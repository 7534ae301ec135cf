//! Next-action selection.
//!
//! Given the tracker and an inventory snapshot, decide the single thing the
//! player should do next. Evaluated in a fixed order and short-circuits on the
//! first branch that applies:
//!
//! 1. Interface closed or a seed unset: no suggestion.
//! 2. Puzzle 1 slot empty: insert the disc weighing left + right.
//! 3. Upper slot empty: insert the upper disc of the first pair candidate the
//!    inventory satisfies.
//! 4. Lower slot empty: insert the matching lower disc.
//! 5. Everything filled: press submit.
//!
//! Every failure degrades to `Action::NoSolution`; the player can always solve
//! the machine by hand.

use serde::{Deserialize, Serialize};
use thiserror::Error;
use tracing::{debug, warn};

use crate::config::{HostLayout, WidgetRef};
use crate::disc::{DiscId, DiscRequirement};
use crate::host::FillSlot;
use crate::inventory::Inventory;
use crate::pair_index::PairIndex;
use crate::tracker::{PairSelection, PuzzleTracker};
use crate::value_table::ValueTable;

/// Why no suggestion could be made. None of these are fatal; the next tick
/// re-evaluates from current state.
#[derive(Debug, Clone, Copy, PartialEq, Eq, Error, Serialize, Deserialize)]
pub enum SolveError {
    #[error("puzzle interface is not open")]
    InterfaceClosed,
    #[error("puzzle seeds have not been observed yet")]
    Unseeded,
    #[error("disc container is not available")]
    MissingContainer,
    #[error("disc {disc} has no known weight")]
    UndefinedWeight { disc: DiscId },
    #[error("no disc weighs {weight}")]
    NoDiscForWeight { weight: u8 },
    #[error("the disc needed for the {slot} is not in the inventory")]
    NotHeld { slot: FillSlot },
    #[error("no held disc pair sums to {target}")]
    NoCandidateSatisfiable { target: u8 },
}

/// What the player should do next.
#[derive(Debug, Clone, Copy, PartialEq, Eq, Serialize, Deserialize)]
pub enum Action {
    /// Fall back to operating the machine manually.
    NoSolution(SolveError),
    /// Put a disc matching `requirement` into `slot`.
    Insert {
        requirement: DiscRequirement,
        slot: FillSlot,
    },
    /// Press the submit button.
    Confirm,
}

impl Action {
    /// UI component to highlight for this action.
    pub fn highlight(&self, layout: &HostLayout) -> Option<WidgetRef> {
        match self {
            Action::NoSolution(_) => None,
            Action::Insert { slot, .. } => Some(slot.widget(layout)),
            Action::Confirm => Some(layout.widget(layout.submit_child)),
        }
    }
}

/// Holds the static tables; all per-puzzle state lives in the tracker.
#[derive(Debug, Clone)]
pub struct PuzzleSolver {
    table: ValueTable,
    pairs: PairIndex,
}

impl Default for PuzzleSolver {
    fn default() -> Self {
        Self::new()
    }
}

impl PuzzleSolver {
    /// Solver over the default disc catalogue.
    pub fn new() -> Self {
        Self::with_table(ValueTable::new())
    }

    pub fn with_table(table: ValueTable) -> Self {
        let pairs = PairIndex::build(&table);
        Self { table, pairs }
    }

    pub fn table(&self) -> &ValueTable {
        &self.table
    }

    pub fn pairs(&self) -> &PairIndex {
        &self.pairs
    }

    /// Next action, with failures folded into `Action::NoSolution`.
    pub fn next_action(
        &self,
        tracker: &mut PuzzleTracker,
        inventory: Option<&Inventory>,
    ) -> Action {
        match self.try_next_action(tracker, inventory) {
            Ok(action) => action,
            Err(e) => {
                match e {
                    SolveError::UndefinedWeight { .. } => warn!("{e}"),
                    _ => debug!("no solution: {e}"),
                }
                Action::NoSolution(e)
            }
        }
    }

    pub fn try_next_action(
        &self,
        tracker: &mut PuzzleTracker,
        inventory: Option<&Inventory>,
    ) -> Result<Action, SolveError> {
        if !tracker.is_observing() {
            return Err(SolveError::InterfaceClosed);
        }
        let seeds = *tracker.seeds();
        let (Some(left), Some(right), Some(seed2)) =
            (seeds.puzzle1_left, seeds.puzzle1_right, seeds.puzzle2)
        else {
            return Err(SolveError::Unseeded);
        };
        let slots = *tracker.slots();

        if slots.puzzle1.is_empty() {
            let requirement = self.puzzle1_requirement(tracker, left, right)?;
            let inventory = inventory.ok_or(SolveError::MissingContainer)?;
            if inventory.holds(&requirement).is_none() {
                return Err(SolveError::NotHeld {
                    slot: FillSlot::Puzzle1,
                });
            }
            return Ok(Action::Insert {
                requirement,
                slot: FillSlot::Puzzle1,
            });
        }

        if slots.puzzle2_upper.is_empty() {
            let selection = self.puzzle2_selection(tracker, seed2, inventory)?;
            return Ok(Action::Insert {
                requirement: selection.upper,
                slot: FillSlot::Puzzle2Upper,
            });
        }

        if let Some(upper) = slots.puzzle2_upper.disc() {
            if slots.puzzle2_lower.is_empty() {
                let requirement = match tracker.solution().puzzle2 {
                    Some(selection) if selection.upper.accepts(upper) => selection.lower,
                    // Upper was filled by hand with something else
                    _ => self.lower_complement(tracker, seed2, upper, inventory)?,
                };
                return Ok(Action::Insert {
                    requirement,
                    slot: FillSlot::Puzzle2Lower,
                });
            }
        }

        Ok(Action::Confirm)
    }

    fn weight(&self, disc: DiscId) -> Result<u8, SolveError> {
        self.table
            .weight_of(disc)
            .ok_or(SolveError::UndefinedWeight { disc })
    }

    fn puzzle1_requirement(
        &self,
        tracker: &mut PuzzleTracker,
        left: DiscId,
        right: DiscId,
    ) -> Result<DiscRequirement, SolveError> {
        if let Some(requirement) = tracker.solution().puzzle1 {
            return Ok(requirement);
        }
        let target = self.weight(left)? + self.weight(right)?;
        let requirement = self
            .table
            .requirement_for(target)
            .ok_or(SolveError::NoDiscForWeight { weight: target })?;
        debug!(target, ?requirement, "puzzle 1 solved");
        tracker.solution_mut().puzzle1 = Some(requirement);
        Ok(requirement)
    }

    fn puzzle2_selection(
        &self,
        tracker: &mut PuzzleTracker,
        seed: DiscId,
        inventory: Option<&Inventory>,
    ) -> Result<PairSelection, SolveError> {
        if let Some(selection) = tracker.solution().puzzle2 {
            return Ok(selection);
        }
        let inventory = inventory.ok_or(SolveError::MissingContainer)?;
        let target = self.weight(seed)?;

        tracker.record_pair_search();
        let (candidate, discs) = self
            .pairs
            .first_satisfiable(target, inventory)
            .ok_or(SolveError::NoCandidateSatisfiable { target })?;
        let selection = PairSelection {
            upper: candidate.upper(),
            lower: candidate.lower(),
        };
        debug!(target, ?discs, ?selection, "puzzle 2 solved");
        tracker.solution_mut().puzzle2 = Some(selection);
        Ok(selection)
    }

    /// Lower requirement that completes whatever is already in the upper slot.
    fn lower_complement(
        &self,
        tracker: &mut PuzzleTracker,
        seed: DiscId,
        upper: DiscId,
        inventory: Option<&Inventory>,
    ) -> Result<DiscRequirement, SolveError> {
        let Some(upper_weight) = self.table.weight_of(upper) else {
            return Ok(self.puzzle2_selection(tracker, seed, inventory)?.lower);
        };
        let inventory = inventory.ok_or(SolveError::MissingContainer)?;
        let target = self.weight(seed)?;
        let rest = target.saturating_sub(upper_weight);
        let requirement = self
            .table
            .requirement_for(rest)
            .filter(|_| upper_weight < target)
            .ok_or(SolveError::NoDiscForWeight { weight: rest })?;
        if inventory.holds(&requirement).is_none() {
            return Err(SolveError::NotHeld {
                slot: FillSlot::Puzzle2Lower,
            });
        }
        tracker.solution_mut().puzzle2 = Some(PairSelection {
            upper: DiscRequirement::Single(upper),
            lower: requirement,
        });
        Ok(requirement)
    }
}
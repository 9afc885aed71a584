use crate::error::{GasWatchError, Result};
use serde::de::DeserializeOwned;
use serde::Deserialize;
use std::time::Duration;

/// Thin client for the Etherscan `module/action` API.
#[derive(Debug, Clone)]
pub struct EtherscanClient {
    client: reqwest::Client,
    base_url: String,
    api_key: Option<String>,
}

#[derive(Debug, Deserialize)]
struct Envelope {
    status: String,
    #[serde(default)]
    message: Option<String>,
    // An error payload carries a plain string here instead of an object
    #[serde(default)]
    result: serde_json::Value,
}

impl EtherscanClient {
    pub fn new(
        client: reqwest::Client,
        base_url: impl Into<String>,
        api_key: Option<String>,
    ) -> Self {
        Self {
            client,
            base_url: base_url.into(),
            api_key,
        }
    }

    /// Calls `module`/`action` and decodes `result` when the payload status is "1".
    pub async fn call<T: DeserializeOwned>(
        &self,
        source: &str,
        module: &str,
        action: &str,
        timeout: Duration,
    ) -> Result<T> {
        let mut query = vec![("module", module), ("action", action)];
        if let Some(key) = self.api_key.as_deref() {
            query.push(("apikey", key));
        }

        let envelope: Envelope = self
            .client
            .get(&self.base_url)
            .query(&query)
            .timeout(timeout)
            .send()
            .await?
            .error_for_status()?
            .json()
            .await?;

        if envelope.status != "1" {
            let detail = match &envelope.result {
                serde_json::Value::String(s) if !s.is_empty() => s.clone(),
                _ => String::new(),
            };
            let message = envelope.message.unwrap_or_else(|| "unknown error".to_string());
            return Err(GasWatchError::upstream(
                source,
                if detail.is_empty() {
                    message
                } else {
                    format!("{} ({})", message, detail)
                },
            ));
        }

        serde_json::from_value(envelope.result)
            .map_err(|e| GasWatchError::malformed(source, e.to_string()))
    }
}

> What to work on
Output the number of lines in the records above that contain the string "NotHeld", and no other text.

> Result of the exercise
3